TimL on C#.NET

Like most languages, C# supports method overloading. Basically, that simply means that you are allowed to have multiple methods with the same name as long as the prototypes (method signatures) are different. In theory, the compiler chooses the "best" method based on the parameters passed into the method. And, it generally does a good job. But, if the overloaded methods are distributed across several classes derived from one another, the compiler may not always choose the method you expect!

Consider the example below.

public class BaseClass1
{
    public int MyMethod(int x)
    {
        return x - 1;
    }
}

public class DerivedClass1 : BaseClass1
{
    public int MyMethod(object obj)
    {
        return (int)obj + 1;
    }
}

DerivedClass1 dc1 = new DerivedClass1();
int x1 = 100;
int y1 = dc1.MyMethod(x1);  // y1 == 101

 

Given the example above, you might expect y1 to be 99 because MyMethod(int) is a better match than MyMethod(obj).

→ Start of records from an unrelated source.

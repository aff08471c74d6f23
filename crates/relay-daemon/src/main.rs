// SPDX-License-Identifier: MIT OR Apache-2.0
#![deny(unsafe_code)]
use anyhow::{Context, Result};
use clap::Parser;
use relay_adapters::AdapterManager;
use relay_bus::SubscriptionBus;
use relay_daemon::{AppState, build_app, build_disabled_app};
use relay_engine::RelayEngine;
use relay_store::Store;
use std::path::PathBuf;
use std::sync::Arc;
use std::time::{Duration, Instant};
use tracing::{info, warn};
use tracing_subscriber::EnvFilter;

#[derive(Parser, Debug)]
#[command(name = "relay-daemon", version, about = "Relay message bus daemon")]
struct Args {
    /// Path to a TOML config file.
    #[arg(long)]
    config: Option<PathBuf>,

    /// Bind address override.
    #[arg(long)]
    bind: Option<String>,

    /// SQLite database path override.
    #[arg(long)]
    storage: Option<String>,

    /// Enable request/response debug logging.
    #[arg(long)]
    debug: bool,
}

#[tokio::main]
async fn main() -> Result<()> {
    let args = Args::parse();

    let filter = if args.debug {
        EnvFilter::new("relay=debug,relay_daemon=debug")
    } else {
        EnvFilter::new("relay=info,relay_daemon=info")
    };
    tracing_subscriber::fmt().with_env_filter(filter).init();

    let mut config = relay_config::load_config(args.config.as_deref())?;
    if let Some(bind) = args.bind {
        config.bind = bind;
    }
    if let Some(storage) = args.storage {
        config.storage_path = storage;
    }
    for warning in relay_config::warnings(&config) {
        warn!(%warning, "config warning");
    }

    if !config.enabled {
        let app = build_disabled_app();
        let listener = tokio::net::TcpListener::bind(&config.bind)
            .await
            .with_context(|| format!("bind {}", config.bind))?;
        info!(bind = %config.bind, "relay disabled, serving 503s");
        return axum::serve(listener, app).await.context("serve");
    }

    if let Some(parent) = std::path::Path::new(&config.storage_path).parent()
        && !parent.as_os_str().is_empty()
    {
        std::fs::create_dir_all(parent)
            .with_context(|| format!("create storage dir {}", parent.display()))?;
    }
    let store = Store::open(std::path::Path::new(&config.storage_path))
        .with_context(|| format!("open store {}", config.storage_path))?;

    let bus = SubscriptionBus::new(Duration::from_millis(config.handler_budget_ms));
    let engine = RelayEngine::new(&store, bus);
    let manager = AdapterManager::new(engine.clone(), &store);
    let loaded = manager.load_persisted().await?;
    info!(adapters = loaded, "adapters loaded");

    let pruner = engine.spawn_trace_pruner(config.trace_retention_days);

    let state = Arc::new(AppState {
        config: config.clone(),
        store,
        engine,
        manager: manager.clone(),
        started_at: Instant::now(),
    });
    let app = build_app(state);

    let listener = tokio::net::TcpListener::bind(&config.bind)
        .await
        .with_context(|| format!("bind {}", config.bind))?;
    info!(
        bind = %config.bind,
        storage = %config.storage_path,
        "relay-daemon listening"
    );

    axum::serve(listener, app)
        .with_graceful_shutdown(async {
            let _ = tokio::signal::ctrl_c().await;
            info!("shutdown requested");
        })
        .await
        .context("serve")?;

    // Release in reverse order: edge has stopped accepting, now adapters,
    // then the background pruner; stores close with the process.
    manager.stop_all().await;
    pruner.abort();
    info!("relay-daemon stopped");
    Ok(())
}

But, if that is what you thought then you would be wrong. The reality is that y1 == 101 because the compiler chooses MyMethod(obj) over MyMethod(int) from the base class.

The same thing applies if the method is virtual:

public class BaseClass2
{
    public virtual int MyMethod(int x)
    {
        return x - 1;
    }
}

public class DerivedClass2 : BaseClass2
{
    public virtual int MyMethod(object obj)
    {
        return (int)obj + 1;
    }
}

DerivedClass2 dc2 = new DerivedClass2();
int x2 = 100;
int y2 = dc2.MyMethod(x2);  // y2 == 101

 

In the case of virtual methods above, it seems like you could override the MyMethod(int) from the base class to fix the problem. But, if that's what you think, then you would be wrong again.

public class BaseClass3
{
    public virtual int MyMethod(int x)
    {
        return x - 1;
    }
}

public class DerivedClass3 : BaseClass3
{
    public override int MyMethod(int x)
    {
        return base.MyMethod(x);
    }
        
    public virtual int MyMethod(object obj)
    {
        return (int)obj + 1;
    }
}

DerivedClass3 dc3 = new DerivedClass3();
int x3 = 100;
int y3 = dc3.MyMethod(x3);  // y3 == 101

 

The same applies if the method is static. Although, in the case of static methods you might have expected that because you are specifically scoping to the class name. But, on the other had, public static methods of a base class are also available as public static methods on the derived class, so you might still have expected the compiler to choose MyMethod(int) over MyMethod(object).

public class BaseClass4
{
    public static int MyMethod(int x)
    {
        return x - 1;
    }
}

public class DerivedClass4 : BaseClass4
{       
    public static int MyMethod(object obj)
    {
        return (int)obj + 1;
    }
}

int x4 = 100;
int y4 = DerivedClass4.MyMethod(x4);  // y4 == 101

 

I have not really found a good solution to this problem. Luckily, it does not occur often (for me) because I generally do not distribute overloaded methods across multiple class. But, if I do need to do something like that, the only solution I have found is really just a workaround: use the ref keyword to help the compiler pick the right method; since the compiler knows it has to pass the parameter both in and out, it tends to do the method selection better. Although, I would hate to have to do that because it introduces a "new danger" of allowing the method to change the value.

public class BaseClass5
{
    public virtual int MyMethod(ref int x)
    {
        return x - 1;
    }
}

public class DerivedClass5 : BaseClass5
{
    public virtual int MyMethod(ref object obj)
    {
        return (int)obj + 1;
    }
}

DerivedClass5 dc5 = new DerivedClass5();
int x5 = 100;
int y5 = dc5.MyMethod(ref x5);  // y5 == 99